- _What you have to do_
Within the material, how many of the lines include the word "CreatedAt"? State only that number.

[Provided information Boundary: Start]

#[tokio::test]
async fn cancellation_request_handshake() {
    let app = TestApp::new().await;
    let operator = Uuid::new_v4();
    let customer = Uuid::new_v4();
    let (truck, item, _, _) = app.seed_standard_menu(operator).await;
    let order = place_order(&app, customer, truck.id, item.id, FulfillmentType::Pickup).await;

    let status = &app.services.order_status;

    // Only legal from accepted.
    let err = status
        .request_cancellation(customer, order.id)
        .await
        .unwrap_err();
    assert_matches!(err, ServiceError::InvalidTransition { .. });

    status
        .update_status(operator, order.id, transition(OrderStatus::Accepted))
        .await
        .unwrap();

    let mut operator_events = app.subscribe(operator);
    let requested = status.request_cancellation(customer, order.id).await.unwrap();
    assert_eq!(requested.status, OrderStatus::CancellationRequested);

    let event = operator_events.recv().await.expect("operator event");
    assert_eq!(event["event"], CUSTOMER_CANCELLATION_REQUEST);

    // A stranger cannot request cancellation of someone else's order.
    let err = status
        .request_cancellation(Uuid::new_v4(), order.id)
        .await
        .unwrap_err();
    assert_matches!(err, ServiceError::Forbidden(_));

    // Operator approves: cancelled, refunded.
    let cancelled = status
        .update_status(
            operator,
            order.id,
            transition_with_reason(OrderStatus::Cancelled, "approved customer request"),
        )
        .await
        .unwrap();
    assert_eq!(cancelled.status, OrderStatus::Cancelled);
    assert!(cancelled.refunded);
    assert_eq!(app.gateway.refund_count(), 1);
}

#[tokio::test]
async fn cancellation_request_can_be_declined_back_to_accepted() {
    let app = TestApp::new().await;
    let operator = Uuid::new_v4();
    let customer = Uuid::new_v4();
    let (truck, item, _, _) = app.seed_standard_menu(operator).await;
    let order = place_order(&app, customer, truck.id, item.id, FulfillmentType::Pickup).await;

    let status = &app.services.order_status;
    status
        .update_status(operator, order.id, transition(OrderStatus::Accepted))
        .await
        .unwrap();
    status.request_cancellation(customer, order.id).await.unwrap();

    let restored = status
        .update_status(operator, order.id, transition(OrderStatus::Accepted))
        .await
        .unwrap();
    assert_eq!(restored.status, OrderStatus::Accepted);
    assert!(!restored.refunded);
    assert_eq!(app.gateway.refund_count(), 0);
}

#[tokio::test]
async fn http_status_update_round_trip() {
    let app = TestApp::new().await;
    let operator = Uuid::new_v4();
    let customer = Uuid::new_v4();
    let (truck, item, _, _) = app.seed_standard_menu(operator).await;
    let order = place_order(&app, customer, truck.id, item.id, FulfillmentType::Pickup).await;

    let uri = format!("/api/v1/operators/me/orders/{}/status", order.id);

    let response = app
        .request(
            Method::PUT,
            &uri,
            Some((operator, Role::Operator)),
            Some(json!({"new_status": "accepted"})),
        )
        .await;
    assert_eq!(response.status(), StatusCode::OK);
    let payload = response_json(response).await;
    assert_eq!(payload["data"]["status"], "accepted");

    // Customers cannot drive operator transitions.
    let response = app
        .request(
            Method::PUT,
            &uri,
            Some((customer, Role::Customer)),
            Some(json!({"new_status": "preparing"})),
        )
        .await;
    assert_eq!(response.status(), StatusCode::FORBIDDEN);

    // Illegal transition surfaces as a conflict.
    let response = app
        .request(
            Method::PUT,
            &uri,
            Some((operator, Role::Operator)),
            Some(json!({"new_status": "delivered"})),
        )
        .await;
    assert_eq!(response.status(), StatusCode::CONFLICT);

    // Refund failure surfaces as 502 and the status stays put.
    app.gateway
        .fail_refunds
        .store(true, std::sync::atomic::Ordering::SeqCst);
    let response = app
        .request(
            Method::PUT,
            &uri,
            Some((operator, Role::Operator)),
            Some(json!({"new_status": "cancelled", "reason": "ran out of gas"})),
        )
        .await;
    assert_eq!(response.status(), StatusCode::BAD_GATEWAY);

    let stored = Order::find_by_id(order.id)
        .one(&*app.db)
        .await
        .unwrap()
        .unwrap();
    assert_eq!(stored.status, OrderStatus::Accepted);
}

#[tokio::test]
async fn http_request_cancellation_conflicts_outside_accepted() {
    let app = TestApp::new().await;
    let operator = Uuid::new_v4();
    let customer = Uuid::new_v4();
    let (truck, item, _, _) = app.seed_standard_menu(operator).await;
    let order = place_order(&app, customer, truck.id, item.id, FulfillmentType::Pickup).await;

    let uri = format!("/api/v1/orders/me/{}/request_cancellation", order.id);

    let response = app
        .request(Method::POST, &uri, Some((customer, Role::Customer)), None)
        .await;
    assert_eq!(response.status(), StatusCode::CONFLICT);

    app.services
        .order_status
        .update_status(operator, order.id, transition(OrderStatus::Accepted))
        .await
        .unwrap();

    let response = app
        .request(Method::POST, &uri, Some((customer, Role::Customer)), None)
        .await;
    assert_eq!(response.status(), StatusCode::OK);
    let payload = response_json(response).await;
    assert_eq!(payload["data"]["status"], "cancellation_requested");
}
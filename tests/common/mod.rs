//! Test harness: in-memory SQLite, real migrations, and mock external
//! collaborators (payment gateway, geocoder, notification channel).

#![allow(dead_code)]

use std::sync::atomic::{AtomicBool, AtomicU64, Ordering};
use std::sync::{Arc, Mutex};

use async_trait::async_trait;
use axum::{
    body::Body,
    http::{header, Method, Request, Response, StatusCode},
    Router,
};
use chrono::Utc;
use futures::future::BoxFuture;
use rust_decimal::Decimal;
use rust_decimal_macros::dec;
use sea_orm::{ActiveModelTrait, Set};
use serde_json::Value;
use tokio::sync::mpsc::UnboundedReceiver;
use tower::ServiceExt;
use uuid::Uuid;

use streetbite_api::auth::{Role, USER_ID_HEADER, USER_ROLE_HEADER};
use streetbite_api::config::AppConfig;
use streetbite_api::db::{self, DbConfig};
use streetbite_api::entities::{
    customer_address, food_truck, food_truck::TruckStatus, menu_category, menu_item,
    menu_item_option, payment_instrument,
};
use streetbite_api::errors::ServiceError;
use streetbite_api::events::EventSender;
use streetbite_api::handlers::AppServices;
use streetbite_api::services::checkout::CheckoutSettings;
use streetbite_api::services::geocoding::{Coordinates, Geocoder, PostalAddress};
use streetbite_api::services::notifications::{InProcessChannel, NoopEmailSender};
use streetbite_api::services::payments::{
    AttachedInstrument, ChargeId, ChargeOutcome, ChargeRequest, ChargeStatus, GatewayError,
    PaymentGateway, PaymentIntentId, RefundOutcome,
};
use streetbite_api::{api_v1_routes, AppState};

pub type Sabotage = Box<dyn Fn() -> BoxFuture<'static, ()> + Send + Sync>;

/// Payment gateway double. Records every call; can decline the next charge,
/// fail refunds, or run a sabotage hook during `charge` to simulate state
/// changing while the gateway call is in flight.
#[derive(Default)]
pub struct MockGateway {
    pub charges: Mutex<Vec<ChargeRequest>>,
    pub refunds: Mutex<Vec<(String, Option<i64>)>>,
    pub attached: Mutex<Vec<(Uuid, String)>>,
    pub decline_next: AtomicBool,
    pub fail_refunds: AtomicBool,
    pub sabotage: Mutex<Option<Sabotage>>,
    counter: AtomicU64,
}

impl MockGateway {
    pub fn new() -> Self {
        Self::default()
    }

    pub fn charge_count(&self) -> usize {
        self.charges.lock().unwrap().len()
    }

    pub fn refund_count(&self) -> usize {
        self.refunds.lock().unwrap().len()
    }

    pub fn last_charge(&self) -> Option<ChargeRequest> {
        self.charges.lock().unwrap().last().cloned()
    }

    pub fn set_sabotage(&self, hook: Sabotage) {
        *self.sabotage.lock().unwrap() = Some(hook);
    }
}

#[async_trait]
impl PaymentGateway for MockGateway {
    async fn charge(&self, request: &ChargeRequest) -> Result<ChargeOutcome, GatewayError> {
        if self.decline_next.swap(false, Ordering::SeqCst) {
            return Err(GatewayError::Declined {
                reason: "insufficient funds".to_string(),
            });
        }

        let hook = self.sabotage.lock().unwrap().take();
        if let Some(hook) = hook {
            hook().await;
        }

        self.charges.lock().unwrap().push(request.clone());
        let n = self.counter.fetch_add(1, Ordering::SeqCst);
        Ok(ChargeOutcome {
            charge_id: ChargeId::new(format!("ch_{n}")),
            intent_id: Some(PaymentIntentId(format!("pi_{n}"))),
            status: ChargeStatus::Captured,
        })
    }

    async fn refund(
        &self,
        charge_id: &ChargeId,
        amount_minor: Option<i64>,
    ) -> Result<RefundOutcome, GatewayError> {
        if self.fail_refunds.load(Ordering::SeqCst) {
            return Err(GatewayError::Unavailable(
                "refund endpoint timed out".to_string(),
            ));
        }

        self.refunds
            .lock()
            .unwrap()
            .push((charge_id.as_str().to_string(), amount_minor));
        let n = self.counter.fetch_add(1, Ordering::SeqCst);
        Ok(RefundOutcome {
            refund_id: format!("re_{n}"),
            status: "succeeded".to_string(),
        })
    }

    async fn attach_instrument(
        &self,
        customer_id: Uuid,
        token: &str,
    ) -> Result<AttachedInstrument, GatewayError> {
        self.attached
            .lock()
            .unwrap()
            .push((customer_id, token.to_string()));
        Ok(AttachedInstrument {
            token: token.to_string(),
            brand: Some("visa".to_string()),
            last_four: Some("4242".to_string()),
        })
    }

    async fn detach_instrument(&self, _token: &str) -> Result<(), GatewayError> {
        Ok(())
    }
}

/// Geocoder double returning a configurable fixed coordinate pair.
pub struct MockGeocoder {
    pub coords: Mutex<Coordinates>,
}

impl MockGeocoder {
    pub fn new(latitude: f64, longitude: f64) -> Self {
        Self {
            coords: Mutex::new(Coordinates {
                latitude,
                longitude,
            }),
        }
    }

    pub fn set_coords(&self, latitude: f64, longitude: f64) {
        *self.coords.lock().unwrap() = Coordinates {
            latitude,
            longitude,
        };
    }
}

#[async_trait]
impl Geocoder for MockGeocoder {
    async fn geocode(&self, _address: &PostalAddress) -> Result<Coordinates, ServiceError> {
        Ok(*self.coords.lock().unwrap())
    }

    async fn reverse_geocode(&self, _coords: &Coordinates) -> Result<PostalAddress, ServiceError> {
        Ok(sample_address())
    }
}

pub fn sample_address() -> PostalAddress {
    PostalAddress {
        street: "800 Valencia St".into(),
        unit: None,
        city: "San Francisco".into(),
        state: "CA".into(),
        postal_code: "94110".into(),
        country: "US".into(),
    }
}

fn test_config() -> AppConfig {
    AppConfig {
        database_url: "sqlite::memory:".into(),
        host: "127.0.0.1".into(),
        port: 18080,
        environment: "test".into(),
        log_level: "info".into(),
        log_json: false,
        auto_migrate: true,
        cors_allowed_origins: None,
        db_max_connections: 1,
        db_min_connections: 1,
        db_connect_timeout_secs: 5,
        db_idle_timeout_secs: 60,
        db_acquire_timeout_secs: 5,
        currency: "USD".into(),
        tax_rate: 0.10,
        delivery_buffer_minutes: 15,
        payment_gateway_url: "http://gateway.invalid".into(),
        payment_gateway_secret: None,
        geocoder_url: "http://geocoder.invalid".into(),
        geocoder_user_agent: "streetbite-tests".into(),
        email_endpoint: None,
        email_from: "orders@test.invalid".into(),
        event_channel_capacity: 64,
    }
}

/// The application wired against mocks, with direct service access for
/// service-level tests and a router for HTTP-level tests.
pub struct TestApp {
    pub db: Arc<sea_orm::DatabaseConnection>,
    pub services: AppServices,
    pub state: AppState,
    pub router: Router,
    pub gateway: Arc<MockGateway>,
    pub geocoder: Arc<MockGeocoder>,
    pub channel: Arc<InProcessChannel>,
    _event_task: tokio::task::JoinHandle<()>,
}

impl TestApp {
    pub async fn new() -> Self {
        let cfg = test_config();

        // A single connection keeps every handle on the same in-memory DB.
        let db_cfg = DbConfig {
            url: cfg.database_url.clone(),
            max_connections: 1,
            min_connections: 1,
            ..Default::default()
        };
        let pool = db::establish_connection_with_config(&db_cfg)
            .await
            .expect("failed to create test database");
        db::run_migrations(&pool)
            .await
            .expect("failed to run migrations in tests");
        let db = Arc::new(pool);

        let (event_tx, event_rx) = tokio::sync::mpsc::channel(64);
        let event_sender = EventSender::new(event_tx);
        let event_task = tokio::spawn(streetbite_api::events::process_events(event_rx));

        let gateway = Arc::new(MockGateway::new());
        // Default destination ~1.5 km from the default truck location.
        let geocoder = Arc::new(MockGeocoder::new(37.7620, -122.4350));
        let channel = Arc::new(InProcessChannel::new());

        let settings = CheckoutSettings {
            currency: cfg.currency.clone(),
            tax_rate: dec!(0.10),
            delivery_buffer_minutes: cfg.delivery_buffer_minutes,
        };

        let services = AppServices::new(
            db.clone(),
            event_sender.clone(),
            gateway.clone(),
            geocoder.clone(),
            channel.clone(),
            Arc::new(NoopEmailSender),
            settings,
        );

        let state = AppState {
            db: db.clone(),
            config: cfg,
            event_sender,
            services: services.clone(),
        };

        let router = Router::new()
            .nest("/api/v1", api_v1_routes())
            .with_state(state.clone());

        Self {
            db,
            services,
            state,
            router,
            gateway,
            geocoder,
            channel,
            _event_task: event_task,
        }
    }

    pub fn subscribe(&self, user_id: Uuid) -> UnboundedReceiver<Value> {
        self.channel.subscribe(user_id)
    }

    // ---- seeding ----------------------------------------------------------

    /// Truck at 18th & Dolores, delivery within 5 km, $15 minimum.
    pub async fn seed_truck(&self, operator_id: Uuid, status: TruckStatus) -> food_truck::Model {
        let truck = food_truck::ActiveModel {
            id: Set(Uuid::new_v4()),
            operator_id: Set(operator_id),
            name: Set("El Fuego".into()),
            description: Set(Some("Wood-fired tacos".into())),
            current_status: Set(status),
            pickup_address: Set("3750 18th St, San Francisco, CA 94114, US".into()),
            latitude: Set(37.7614),
            longitude: Set(-122.4265),
            delivery_enabled: Set(true),
            delivery_fee: Set(dec!(3.50)),
            delivery_minimum: Set(dec!(15.00)),
            delivery_radius_km: Set(5.0),
            default_prep_minutes: Set(20),
            created_at: Set(Utc::now()),
            updated_at: Set(None),
        };
        truck.insert(&*self.db).await.expect("seed truck")
    }

    pub async fn seed_category(
        &self,
        truck_id: Uuid,
        name: &str,
        is_available: bool,
    ) -> menu_category::Model {
        let category = menu_category::ActiveModel {
            id: Set(Uuid::new_v4()),
            food_truck_id: Set(truck_id),
            name: Set(name.into()),
            is_available: Set(is_available),
            position: Set(0),
        };
        category.insert(&*self.db).await.expect("seed category")
    }

    pub async fn seed_item(
        &self,
        truck_id: Uuid,
        category_id: Uuid,
        name: &str,
        price: Decimal,
        is_available: bool,
    ) -> menu_item::Model {
        let item = menu_item::ActiveModel {
            id: Set(Uuid::new_v4()),
            food_truck_id: Set(truck_id),
            category_id: Set(category_id),
            name: Set(name.into()),
            description: Set(None),
            base_price: Set(price),
            is_available: Set(is_available),
        };
        item.insert(&*self.db).await.expect("seed item")
    }

    pub async fn seed_option(
        &self,
        menu_item_id: Uuid,
        name: &str,
        adjustment: Decimal,
    ) -> menu_item_option::Model {
        let option = menu_item_option::ActiveModel {
            id: Set(Uuid::new_v4()),
            menu_item_id: Set(menu_item_id),
            name: Set(name.into()),
            price_adjustment: Set(adjustment),
        };
        option.insert(&*self.db).await.expect("seed option")
    }

    pub async fn seed_saved_address(&self, customer_id: Uuid) -> customer_address::Model {
        let address = customer_address::ActiveModel {
            id: Set(Uuid::new_v4()),
            customer_id: Set(customer_id),
            label: Set(Some("home".into())),
            street: Set("800 Valencia St".into()),
            unit: Set(None),
            city: Set("San Francisco".into()),
            state: Set("CA".into()),
            postal_code: Set("94110".into()),
            country: Set("US".into()),
        };
        address.insert(&*self.db).await.expect("seed address")
    }

    pub async fn seed_instrument(&self, customer_id: Uuid) -> payment_instrument::Model {
        let instrument = payment_instrument::ActiveModel {
            id: Set(Uuid::new_v4()),
            customer_id: Set(customer_id),
            gateway_token: Set("tok_saved_visa".into()),
            brand: Set(Some("visa".into())),
            last_four: Set(Some("4242".into())),
            created_at: Set(Utc::now()),
        };
        instrument.insert(&*self.db).await.expect("seed instrument")
    }

    /// Seeds a truck with one category, two items, and one option on the
    /// first item. Returns (truck, item, other_item, option).
    pub async fn seed_standard_menu(
        &self,
        operator_id: Uuid,
    ) -> (
        food_truck::Model,
        menu_item::Model,
        menu_item::Model,
        menu_item_option::Model,
    ) {
        let truck = self.seed_truck(operator_id, TruckStatus::Online).await;
        let category = self.seed_category(truck.id, "Tacos", true).await;
        let item = self
            .seed_item(truck.id, category.id, "Carnitas Taco", dec!(6.50), true)
            .await;
        let other = self
            .seed_item(truck.id, category.id, "Veggie Taco", dec!(5.00), true)
            .await;
        let option = self.seed_option(item.id, "Extra salsa", dec!(0.75)).await;
        (truck, item, other, option)
    }

    // ---- HTTP helpers -----------------------------------------------------

    pub async fn request(
        &self,
        method: Method,
        uri: &str,
        user: Option<(Uuid, Role)>,
        body: Option<Value>,
    ) -> Response<Body> {
        let mut builder = Request::builder().method(method).uri(uri);
        if let Some((id, role)) = user {
            builder = builder
                .header(USER_ID_HEADER, id.to_string())
                .header(USER_ROLE_HEADER, role.to_string());
        }

        let request = match body {
            Some(json) => builder
                .header(header::CONTENT_TYPE, "application/json")
                .body(Body::from(json.to_string()))
                .expect("request"),
            None => builder.body(Body::empty()).expect("request"),
        };

        self.router.clone().oneshot(request).await.expect("response")
    }
}

pub async fn response_json(response: Response<Body>) -> Value {
    let bytes = axum::body::to_bytes(response.into_body(), usize::MAX)
        .await
        .expect("response body bytes");
    serde_json::from_slice(&bytes).expect("json response")
}

pub fn assert_status(response: &Response<Body>, expected: StatusCode) {
    assert_eq!(response.status(), expected);
}
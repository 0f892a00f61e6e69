use sea_orm::entity::prelude::*;
use serde::{Deserialize, Serialize};
use uuid::Uuid;

#[derive(Clone, Debug, PartialEq, Eq, DeriveEntityModel, Serialize, Deserialize)]
#[sea_orm(table_name = "customer_addresses")]
pub struct Model {
    #[sea_orm(primary_key, auto_increment = false)]
    pub id: Uuid,
    pub customer_id: Uuid,
    #[sea_orm(nullable)]
    pub label: Option<String>,
    pub street: String,
    #[sea_orm(nullable)]
    pub unit: Option<String>,
    pub city: String,
    pub state: String,
    pub postal_code: String,
    pub country: String,
}

#[derive(Copy, Clone, Debug, EnumIter, DeriveRelation)]
pub enum Relation {}

impl ActiveModelBehavior for ActiveModel {}
use sea_orm_migration::prelude::*;

use crate::m20250110_000001_create_food_trucks_table::FoodTrucks;

#[derive(DeriveMigrationName)]
pub struct Migration;

#[async_trait::async_trait]
impl MigrationTrait for Migration {
    async fn up(&self, manager: &SchemaManager) -> Result<(), DbErr> {
        manager
            .create_table(
                Table::create()
                    .table(Orders::Table)
                    .if_not_exists()
                    .col(ColumnDef::new(Orders::Id).uuid().primary_key().not_null())
                    .col(
                        ColumnDef::new(Orders::OrderNumber)
                            .string()
                            .not_null()
                            .unique_key(),
                    )
                    .col(ColumnDef::new(Orders::CustomerId).uuid().not_null())
                    .col(ColumnDef::new(Orders::FoodTruckId).uuid().not_null())
                    .col(ColumnDef::new(Orders::FulfillmentType).string().not_null())
                    .col(
                        ColumnDef::new(Orders::Status)
                            .string()
                            .not_null()
                            .default("pending_confirmation"),
                    )
                    .col(
                        ColumnDef::new(Orders::Currency)
                            .string()
                            .not_null()
                            .default("USD"),
                    )
                    .col(
                        ColumnDef::new(Orders::Subtotal)
                            .decimal_len(10, 2)
                            .not_null(),
                    )
                    .col(
                        ColumnDef::new(Orders::TaxAmount)
                            .decimal_len(10, 2)
                            .not_null(),
                    )
                    .col(
                        ColumnDef::new(Orders::DeliveryFee)
                            .decimal_len(10, 2)
                            .not_null()
                            .default(0),
                    )
                    .col(
                        ColumnDef::new(Orders::TotalAmount)
                            .decimal_len(10, 2)
                            .not_null(),
                    )
                    .col(ColumnDef::new(Orders::AddressSnapshot).text().not_null())
                    .col(ColumnDef::new(Orders::ChargeId).string().null())
                    .col(
                        ColumnDef::new(Orders::Refunded)
                            .boolean()
                            .not_null()
                            .default(false),
                    )
                    .col(ColumnDef::new(Orders::StatusReason).text().null())
                    .col(ColumnDef::new(Orders::OrderTime).timestamp().not_null())
                    .col(ColumnDef::new(Orders::AcceptedAt).timestamp().null())
                    .col(ColumnDef::new(Orders::ReadyAt).timestamp().null())
                    .col(ColumnDef::new(Orders::FinalizedAt).timestamp().null())
                    .col(ColumnDef::new(Orders::EstimatedReadyTime).timestamp().null())
                    .col(
                        ColumnDef::new(Orders::EstimatedDeliveryTime)
                            .timestamp()
                            .null(),
                    )
                    .col(ColumnDef::new(Orders::CreatedAt).timestamp().not_null())
                    .col(ColumnDef::new(Orders::UpdatedAt).timestamp().null())
                    .foreign_key(
                        ForeignKey::create()
                            .name("fk_orders_truck")
                            .from(Orders::Table, Orders::FoodTruckId)
                            .to(FoodTrucks::Table, FoodTrucks::Id),
                    )
                    .to_owned(),
            )
            .await?;

        manager
            .create_index(
                Index::create()
                    .name("idx_orders_customer")
                    .table(Orders::Table)
                    .col(Orders::CustomerId)
                    .to_owned(),
            )
            .await?;

        manager
            .create_index(
                Index::create()
                    .name("idx_orders_truck_status")
                    .table(Orders::Table)
                    .col(Orders::FoodTruckId)
                    .col(Orders::Status)
                    .to_owned(),
            )
            .await
    }

    async fn down(&self, manager: &SchemaManager) -> Result<(), DbErr> {
        manager
            .drop_table(Table::drop().table(Orders::Table).to_owned())
            .await
    }
}

#[derive(DeriveIden)]
pub enum Orders {
    Table,
    Id,
    OrderNumber,
    CustomerId,
    FoodTruckId,
    FulfillmentType,
    Status,
    Currency,
    Subtotal,
    TaxAmount,
    DeliveryFee,
    TotalAmount,
    AddressSnapshot,
    ChargeId,
    Refunded,
    StatusReason,
    OrderTime,
    AcceptedAt,
    ReadyAt,
    FinalizedAt,
    EstimatedReadyTime,
    EstimatedDeliveryTime,
    CreatedAt,
    UpdatedAt,
}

[Provided information Boundary: End]

- _Exercise response_
2